ENGLISH acting had for some time past still been making a feint of running the race that wins. The retort, the interruption, the call, the reply, the surprise, had yet kept a spoilt tradition of suddenness and life. You had, indeed, to wait for an interruption in dialogue--it is true you had to wait for it; so had the interrupted speaker on the stage. But when the interruption came, it had still a false air of vivacity; and the waiting of the interrupted one was so ill done, with so roving an eye and such an arrest and failure of convention, such a confession of a blank, as to prove that there remained a kind of reluctant and inexpert sense of movement. It still seemed as though the actor and the actress acknowledged some forward tendency.
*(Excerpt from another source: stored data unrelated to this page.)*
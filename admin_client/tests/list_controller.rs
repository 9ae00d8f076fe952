mod common;

use std::sync::Arc;
use std::time::Duration;

use admin_client::config::SEARCH_DEBOUNCE;
use admin_client::error::ApiError;
use admin_client::query::{FetchStatus, ListParams, ListQuery, QueryCache};
use admin_client::search::{Debouncer, ListController};
use admin_client::toast::{ToastKind, Toaster};
use admin_client::{QueryKey, Role, User};
use common::{role, user, FakeApi};

fn team() -> Vec<User> {
    vec![
        user("u1", "Ada", "Lovelace", "r1"),
        user("u2", "Alan", "Turing", "r2"),
        user("u3", "Grace", "Hopper", "r2"),
        user("u4", "Edsger", "Dijkstra", "r2"),
        user("u5", "Barbara", "Liskov", "r1"),
        user("u6", "Donald", "Knuth", "r2"),
        user("u7", "Ken", "Thompson", "r2"),
    ]
}

fn controller<R: admin_client::Resource>(api: Arc<FakeApi<R>>, toaster: Toaster) -> ListController<R> {
    let cache = Arc::new(QueryCache::new());
    ListController::new(ListQuery::new(cache, api, toaster))
}

#[tokio::test(start_paused = true)]
async fn typing_fetches_once_per_settled_term() {
    let api = FakeApi::new(team(), 2);
    let mut list = controller(api.clone(), Toaster::default());
    let (mut debouncer, mut settled) = Debouncer::new(SEARCH_DEBOUNCE);

    list.load().await;

    debouncer.push("k".to_string());
    tokio::time::sleep(Duration::from_millis(50)).await;
    debouncer.push("kn".to_string());

    let term = settled.recv().await.unwrap();
    let state = list.apply_search(term).await;

    assert_eq!(api.list_calls(), vec![ListParams::new("", 1), ListParams::new("kn", 1)]);
    assert_eq!(state.rows().len(), 1);
    assert_eq!(state.rows()[0].full_name(), "Donald Knuth");
}

#[tokio::test]
async fn new_search_term_resets_to_the_first_page() {
    let api = FakeApi::new(team(), 2);
    let mut list = controller(api.clone(), Toaster::default());

    list.go_to_page(3).await;
    assert_eq!(list.page(), 3);

    let state = list.apply_search("a").await;

    assert_eq!(list.page(), 1);
    assert_eq!(api.list_calls().last(), Some(&ListParams::new("a", 1)));
    assert_eq!(state.params, Some(ListParams::new("a", 1)));
}

#[tokio::test]
async fn same_term_keeps_the_page() {
    let api = FakeApi::new(team(), 2);
    let mut list = controller(api.clone(), Toaster::default());

    list.apply_search("a").await;
    list.next_page().await;
    assert_eq!(list.page(), 2);

    list.apply_search("a").await;
    assert_eq!(list.page(), 2);
    assert_eq!(list.search(), "a");
}

#[tokio::test]
async fn paging_keeps_the_search_term() {
    let api = FakeApi::new(team(), 2);
    let mut list = controller(api.clone(), Toaster::default());

    list.apply_search("a").await;
    let state = list.next_page().await;

    assert_eq!(api.list_calls().last(), Some(&ListParams::new("a", 2)));
    assert!(state.data.as_ref().unwrap().has_prev());

    list.prev_page().await;
    assert_eq!(list.params(), ListParams::new("a", 1));
}

#[tokio::test]
async fn paging_stops_at_the_ends() {
    let api = FakeApi::new(team(), 5);
    let mut list = controller(api.clone(), Toaster::default());

    list.load().await;
    list.prev_page().await;
    assert_eq!(list.page(), 1);

    list.next_page().await;
    list.next_page().await;
    assert_eq!(list.page(), 2);
    assert_eq!(api.list_calls().len(), 2);
}

#[tokio::test]
async fn fresh_parameters_are_not_fetched_twice() {
    let api = FakeApi::new(team(), 2);
    let mut list = controller(api.clone(), Toaster::default());

    list.load().await;
    list.load().await;
    assert_eq!(api.list_calls().len(), 1);

    list.refresh().await;
    assert_eq!(api.list_calls().len(), 2);
}

#[tokio::test]
async fn failed_load_shows_a_toast_and_keeps_the_rows() {
    let roles = vec![role("r1", "Admin", true), role("r2", "Editor", false)];
    let api = FakeApi::new(roles, 10);
    let toaster = Toaster::default();
    let mut list = controller(api.clone(), toaster.clone());

    list.load().await;
    api.fail_next_list(ApiError::new("Service Unavailable", Some(503), None));
    let state = list.refresh().await;

    assert!(state.is_error);
    assert_eq!(state.status, FetchStatus::Error);
    assert_eq!(state.error.as_ref().unwrap().message, "Service Unavailable");
    assert_eq!(state.rows().len(), 2);

    let toast = toaster.active().await.unwrap();
    assert_eq!(toast.kind, ToastKind::Error);
    assert_eq!(toast.message, "Failed to load roles: Service Unavailable");

    // retry action
    let state = list.refresh().await;
    assert!(!state.is_error);
    assert_eq!(state.status, FetchStatus::Settled);
}

#[tokio::test]
async fn stale_read_serves_cached_rows_while_refreshing() {
    let api = FakeApi::new(vec![role("r1", "Admin", true)], 10);
    let cache = Arc::new(QueryCache::new());
    let query: ListQuery<Role> = ListQuery::new(cache.clone(), api.clone(), Toaster::default());

    let first = query.read(ListParams::default());
    assert!(first.state.is_loading);
    assert!(first.state.data.is_none());
    first.refresh.unwrap().await.unwrap();

    let fresh = query.read(ListParams::default());
    assert!(fresh.refresh.is_none());

    cache.invalidate(QueryKey::Roles);
    let stale = query.read(ListParams::default());
    assert_eq!(stale.state.rows()[0].name, "Admin");
    assert!(stale.state.is_fetching);
    assert!(!stale.state.is_loading);

    let settled = stale.refresh.unwrap().await.unwrap();
    assert!(!settled.is_stale);
    assert_eq!(api.list_calls().len(), 2);
}

#[tokio::test]
async fn roles_page_with_a_default_role() {
    let api = FakeApi::new(vec![role("r1", "Admin", true)], 10);
    let mut list: ListController<Role> = controller(api, Toaster::default());

    let state = list.load().await;
    let page = state.data.unwrap();

    assert_eq!(page.data.len(), 1);
    assert_eq!(page.data[0].name, "Admin");
    assert!(page.data[0].is_default);
    assert_eq!(page.pages, 1);
    assert!(!page.has_next() && !page.has_prev());
}

#[tokio::test(start_paused = true)]
async fn later_fetch_wins_over_an_earlier_one() {
    let api = FakeApi::new(team(), 2);
    api.set_list_delay(Duration::from_millis(300));
    let query: ListQuery<User> = ListQuery::new(Arc::new(QueryCache::new()), api.clone(), Toaster::default());

    let (_, second) = futures::future::join(
        query.refetch(ListParams::new("", 1)),
        query.refetch(ListParams::new("", 2)),
    )
    .await;

    assert_eq!(second.params, Some(ListParams::new("", 2)));
    assert_eq!(query.state().rows()[0].id, "u3");
}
Not so now. The serious stage is openly the scene of the race that loses. The donkey race is candidly the model of the talk in every tragedy that has a chance of popular success. Who shall be last? The hands of the public are for him, or for her. A certain actress who has 'come to the front of her profession' holds, for a time, the record of delay. 'Come to the front', do they say? Surely the front of her profession must have moved in retreat, to gain upon her tardiness. It must have become the back of her profession before ever it came up with her.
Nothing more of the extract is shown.